What to work on => Across the entries below, tally every line that holds the word "crate". Give only the tally.

Extracted information =>
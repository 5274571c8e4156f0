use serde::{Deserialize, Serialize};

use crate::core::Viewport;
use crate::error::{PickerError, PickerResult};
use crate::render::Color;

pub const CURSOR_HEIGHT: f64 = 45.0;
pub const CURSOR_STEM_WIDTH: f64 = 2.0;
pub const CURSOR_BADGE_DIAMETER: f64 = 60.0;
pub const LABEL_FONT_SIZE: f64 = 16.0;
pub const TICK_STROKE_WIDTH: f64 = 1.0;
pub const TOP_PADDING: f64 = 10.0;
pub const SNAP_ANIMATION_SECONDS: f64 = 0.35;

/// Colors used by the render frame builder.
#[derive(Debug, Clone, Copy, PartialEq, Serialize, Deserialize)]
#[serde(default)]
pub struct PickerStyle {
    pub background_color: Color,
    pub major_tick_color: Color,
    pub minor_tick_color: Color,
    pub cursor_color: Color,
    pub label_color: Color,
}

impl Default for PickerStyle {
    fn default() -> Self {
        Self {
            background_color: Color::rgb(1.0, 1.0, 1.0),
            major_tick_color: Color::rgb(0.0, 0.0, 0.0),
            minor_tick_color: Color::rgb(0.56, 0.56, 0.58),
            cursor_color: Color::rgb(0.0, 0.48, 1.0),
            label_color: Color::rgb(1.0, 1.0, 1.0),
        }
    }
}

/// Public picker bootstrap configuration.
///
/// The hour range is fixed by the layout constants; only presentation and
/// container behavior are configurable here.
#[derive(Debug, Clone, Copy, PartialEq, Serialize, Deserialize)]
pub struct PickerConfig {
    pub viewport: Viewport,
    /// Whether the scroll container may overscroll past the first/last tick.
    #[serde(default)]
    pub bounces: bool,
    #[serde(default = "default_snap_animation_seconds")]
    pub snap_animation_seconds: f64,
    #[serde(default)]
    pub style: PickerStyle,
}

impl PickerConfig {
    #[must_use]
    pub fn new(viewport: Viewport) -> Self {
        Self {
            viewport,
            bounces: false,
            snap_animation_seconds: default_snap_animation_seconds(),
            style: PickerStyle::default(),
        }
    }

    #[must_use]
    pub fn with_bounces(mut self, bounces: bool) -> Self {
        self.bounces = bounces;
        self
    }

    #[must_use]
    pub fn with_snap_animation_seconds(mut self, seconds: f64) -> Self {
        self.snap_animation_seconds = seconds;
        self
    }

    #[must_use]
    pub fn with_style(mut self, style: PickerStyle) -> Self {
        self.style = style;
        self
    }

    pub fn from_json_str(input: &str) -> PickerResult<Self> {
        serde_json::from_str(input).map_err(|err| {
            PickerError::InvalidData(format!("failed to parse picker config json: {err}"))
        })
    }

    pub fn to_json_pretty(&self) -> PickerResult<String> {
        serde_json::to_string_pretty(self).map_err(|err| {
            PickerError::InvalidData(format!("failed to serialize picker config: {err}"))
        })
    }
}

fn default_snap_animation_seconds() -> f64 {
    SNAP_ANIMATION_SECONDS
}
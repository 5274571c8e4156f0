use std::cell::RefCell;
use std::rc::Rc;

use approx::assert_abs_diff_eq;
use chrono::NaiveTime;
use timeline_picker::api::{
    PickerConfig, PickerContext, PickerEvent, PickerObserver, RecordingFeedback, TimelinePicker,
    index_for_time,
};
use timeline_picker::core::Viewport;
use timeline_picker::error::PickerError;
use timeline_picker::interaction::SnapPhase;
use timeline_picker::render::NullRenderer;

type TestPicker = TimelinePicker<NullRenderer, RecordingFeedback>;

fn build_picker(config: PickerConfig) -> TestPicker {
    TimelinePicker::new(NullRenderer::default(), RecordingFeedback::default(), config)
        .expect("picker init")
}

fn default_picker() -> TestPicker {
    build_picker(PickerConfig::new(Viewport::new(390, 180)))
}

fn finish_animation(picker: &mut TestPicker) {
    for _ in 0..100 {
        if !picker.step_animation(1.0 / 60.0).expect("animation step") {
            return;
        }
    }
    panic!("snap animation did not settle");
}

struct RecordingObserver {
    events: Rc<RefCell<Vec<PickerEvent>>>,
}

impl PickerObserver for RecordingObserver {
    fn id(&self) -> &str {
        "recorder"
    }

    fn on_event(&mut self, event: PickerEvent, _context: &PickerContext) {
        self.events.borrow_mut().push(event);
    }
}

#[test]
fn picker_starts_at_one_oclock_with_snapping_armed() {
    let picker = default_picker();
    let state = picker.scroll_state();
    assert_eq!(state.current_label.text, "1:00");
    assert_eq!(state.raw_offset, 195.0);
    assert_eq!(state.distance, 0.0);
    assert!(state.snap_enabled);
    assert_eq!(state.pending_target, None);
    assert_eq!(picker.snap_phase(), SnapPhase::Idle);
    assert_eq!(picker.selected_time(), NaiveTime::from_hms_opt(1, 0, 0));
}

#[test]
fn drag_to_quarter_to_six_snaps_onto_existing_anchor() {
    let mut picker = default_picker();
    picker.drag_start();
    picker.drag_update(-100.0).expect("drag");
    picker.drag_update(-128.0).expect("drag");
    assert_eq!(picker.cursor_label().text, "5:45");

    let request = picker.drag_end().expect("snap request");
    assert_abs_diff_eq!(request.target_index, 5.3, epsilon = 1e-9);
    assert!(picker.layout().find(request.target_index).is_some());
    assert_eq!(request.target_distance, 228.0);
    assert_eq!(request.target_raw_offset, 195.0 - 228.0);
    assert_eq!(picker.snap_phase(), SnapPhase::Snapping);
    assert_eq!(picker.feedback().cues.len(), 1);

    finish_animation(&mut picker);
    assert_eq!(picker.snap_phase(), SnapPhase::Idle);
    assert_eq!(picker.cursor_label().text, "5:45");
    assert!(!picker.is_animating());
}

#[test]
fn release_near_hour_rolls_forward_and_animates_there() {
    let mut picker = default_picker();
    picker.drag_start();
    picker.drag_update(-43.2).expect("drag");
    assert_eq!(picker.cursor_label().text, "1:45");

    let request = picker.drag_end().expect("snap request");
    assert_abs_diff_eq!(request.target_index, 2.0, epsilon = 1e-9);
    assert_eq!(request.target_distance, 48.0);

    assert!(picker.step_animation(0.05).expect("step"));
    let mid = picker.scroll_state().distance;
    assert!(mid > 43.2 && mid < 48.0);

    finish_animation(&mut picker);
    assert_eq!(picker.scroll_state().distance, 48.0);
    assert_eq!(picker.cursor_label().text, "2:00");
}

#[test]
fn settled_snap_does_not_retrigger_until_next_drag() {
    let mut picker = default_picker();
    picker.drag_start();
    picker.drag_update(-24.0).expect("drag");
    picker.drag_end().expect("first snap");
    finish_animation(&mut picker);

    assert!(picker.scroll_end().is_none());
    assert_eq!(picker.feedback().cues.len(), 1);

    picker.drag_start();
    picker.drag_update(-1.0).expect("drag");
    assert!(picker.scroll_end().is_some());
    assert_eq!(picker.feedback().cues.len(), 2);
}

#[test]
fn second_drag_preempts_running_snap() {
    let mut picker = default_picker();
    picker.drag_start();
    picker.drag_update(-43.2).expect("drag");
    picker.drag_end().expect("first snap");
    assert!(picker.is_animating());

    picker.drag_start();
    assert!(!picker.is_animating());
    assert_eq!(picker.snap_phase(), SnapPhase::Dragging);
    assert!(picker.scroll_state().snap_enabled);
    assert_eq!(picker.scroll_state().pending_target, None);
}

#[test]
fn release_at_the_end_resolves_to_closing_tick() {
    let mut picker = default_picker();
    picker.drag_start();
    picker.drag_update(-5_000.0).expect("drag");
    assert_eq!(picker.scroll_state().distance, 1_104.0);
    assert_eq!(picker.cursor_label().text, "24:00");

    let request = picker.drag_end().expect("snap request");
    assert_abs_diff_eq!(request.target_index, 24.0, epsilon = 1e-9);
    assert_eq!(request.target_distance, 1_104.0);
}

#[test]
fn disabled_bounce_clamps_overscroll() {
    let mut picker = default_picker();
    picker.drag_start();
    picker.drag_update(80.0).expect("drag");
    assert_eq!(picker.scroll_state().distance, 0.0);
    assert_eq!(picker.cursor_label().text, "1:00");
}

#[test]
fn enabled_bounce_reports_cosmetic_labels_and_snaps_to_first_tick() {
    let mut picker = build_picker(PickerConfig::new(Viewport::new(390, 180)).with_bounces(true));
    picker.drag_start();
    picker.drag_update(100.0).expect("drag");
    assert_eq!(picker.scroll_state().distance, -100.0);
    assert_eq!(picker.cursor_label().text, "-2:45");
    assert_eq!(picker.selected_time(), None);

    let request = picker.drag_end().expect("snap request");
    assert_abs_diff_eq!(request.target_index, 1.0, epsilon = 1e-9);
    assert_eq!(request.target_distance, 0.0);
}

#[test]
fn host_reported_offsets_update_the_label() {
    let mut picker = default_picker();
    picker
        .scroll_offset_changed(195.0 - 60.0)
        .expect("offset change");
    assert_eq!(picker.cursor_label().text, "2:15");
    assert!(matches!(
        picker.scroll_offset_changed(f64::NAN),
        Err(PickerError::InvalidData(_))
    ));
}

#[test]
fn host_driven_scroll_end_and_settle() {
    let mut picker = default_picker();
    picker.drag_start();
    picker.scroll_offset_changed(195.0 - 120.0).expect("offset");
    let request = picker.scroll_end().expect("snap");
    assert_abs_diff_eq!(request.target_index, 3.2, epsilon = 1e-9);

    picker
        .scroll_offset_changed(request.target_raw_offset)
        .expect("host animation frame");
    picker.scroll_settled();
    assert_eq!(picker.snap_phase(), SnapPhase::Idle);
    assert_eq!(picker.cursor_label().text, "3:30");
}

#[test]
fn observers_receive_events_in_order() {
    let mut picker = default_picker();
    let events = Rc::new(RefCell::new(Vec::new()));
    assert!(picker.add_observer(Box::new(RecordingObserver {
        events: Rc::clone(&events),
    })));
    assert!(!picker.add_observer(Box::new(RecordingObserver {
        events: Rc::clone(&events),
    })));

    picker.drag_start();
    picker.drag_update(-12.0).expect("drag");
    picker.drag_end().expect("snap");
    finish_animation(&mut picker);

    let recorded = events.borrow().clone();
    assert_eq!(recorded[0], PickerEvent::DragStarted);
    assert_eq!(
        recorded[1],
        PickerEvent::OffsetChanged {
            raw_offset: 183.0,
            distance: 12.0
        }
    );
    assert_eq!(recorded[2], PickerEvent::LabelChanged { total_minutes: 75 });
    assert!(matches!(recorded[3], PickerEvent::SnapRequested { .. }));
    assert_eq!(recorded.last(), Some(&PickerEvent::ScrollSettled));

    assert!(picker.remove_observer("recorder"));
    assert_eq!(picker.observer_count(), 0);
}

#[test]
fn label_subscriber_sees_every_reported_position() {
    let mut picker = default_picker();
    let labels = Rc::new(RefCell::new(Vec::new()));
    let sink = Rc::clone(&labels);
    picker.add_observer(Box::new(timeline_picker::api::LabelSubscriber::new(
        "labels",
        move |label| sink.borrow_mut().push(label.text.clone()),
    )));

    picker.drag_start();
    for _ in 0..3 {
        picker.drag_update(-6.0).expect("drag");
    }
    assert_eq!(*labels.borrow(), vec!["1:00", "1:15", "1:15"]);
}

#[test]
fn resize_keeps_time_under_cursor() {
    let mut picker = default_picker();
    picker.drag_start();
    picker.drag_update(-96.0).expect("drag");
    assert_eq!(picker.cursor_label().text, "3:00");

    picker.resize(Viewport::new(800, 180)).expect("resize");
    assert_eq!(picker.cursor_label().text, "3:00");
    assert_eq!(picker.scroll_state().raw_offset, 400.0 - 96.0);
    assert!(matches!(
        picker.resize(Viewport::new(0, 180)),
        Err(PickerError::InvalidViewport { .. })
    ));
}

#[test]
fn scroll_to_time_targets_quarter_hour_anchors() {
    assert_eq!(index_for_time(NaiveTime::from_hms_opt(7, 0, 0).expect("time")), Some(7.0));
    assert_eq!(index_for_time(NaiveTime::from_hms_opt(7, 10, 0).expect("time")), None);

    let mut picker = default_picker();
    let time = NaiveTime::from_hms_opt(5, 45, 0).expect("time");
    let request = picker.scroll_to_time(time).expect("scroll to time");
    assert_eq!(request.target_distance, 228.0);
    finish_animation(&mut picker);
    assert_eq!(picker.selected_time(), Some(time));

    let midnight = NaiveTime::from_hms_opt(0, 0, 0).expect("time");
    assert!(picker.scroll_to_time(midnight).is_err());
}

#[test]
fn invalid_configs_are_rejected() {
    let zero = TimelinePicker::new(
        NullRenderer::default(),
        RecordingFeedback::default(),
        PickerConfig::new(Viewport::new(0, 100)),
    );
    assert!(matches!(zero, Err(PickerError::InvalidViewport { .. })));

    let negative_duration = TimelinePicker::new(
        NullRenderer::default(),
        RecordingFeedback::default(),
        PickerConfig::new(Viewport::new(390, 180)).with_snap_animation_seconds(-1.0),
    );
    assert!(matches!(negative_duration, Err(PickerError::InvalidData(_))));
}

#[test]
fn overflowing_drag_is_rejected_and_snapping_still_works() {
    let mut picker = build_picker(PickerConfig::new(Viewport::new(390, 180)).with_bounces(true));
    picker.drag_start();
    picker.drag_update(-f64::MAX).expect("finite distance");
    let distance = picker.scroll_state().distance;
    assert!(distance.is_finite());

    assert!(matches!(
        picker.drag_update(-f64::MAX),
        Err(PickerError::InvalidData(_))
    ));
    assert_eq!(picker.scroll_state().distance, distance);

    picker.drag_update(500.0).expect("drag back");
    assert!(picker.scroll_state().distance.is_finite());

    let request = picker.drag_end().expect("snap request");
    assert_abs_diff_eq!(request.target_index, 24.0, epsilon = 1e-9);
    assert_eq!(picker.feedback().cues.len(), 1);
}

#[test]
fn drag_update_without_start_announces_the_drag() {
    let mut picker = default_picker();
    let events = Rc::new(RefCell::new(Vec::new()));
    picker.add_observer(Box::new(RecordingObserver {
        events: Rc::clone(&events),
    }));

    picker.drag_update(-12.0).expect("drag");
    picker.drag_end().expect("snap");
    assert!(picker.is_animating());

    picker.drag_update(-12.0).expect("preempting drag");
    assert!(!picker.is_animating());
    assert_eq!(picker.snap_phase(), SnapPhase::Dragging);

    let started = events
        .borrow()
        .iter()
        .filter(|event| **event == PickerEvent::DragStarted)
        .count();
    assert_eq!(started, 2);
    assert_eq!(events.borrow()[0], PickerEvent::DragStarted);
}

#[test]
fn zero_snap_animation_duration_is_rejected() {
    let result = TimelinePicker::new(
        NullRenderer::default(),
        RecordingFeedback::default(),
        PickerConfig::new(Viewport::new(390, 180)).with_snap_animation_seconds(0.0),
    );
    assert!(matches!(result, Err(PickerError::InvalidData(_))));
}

Response box => 3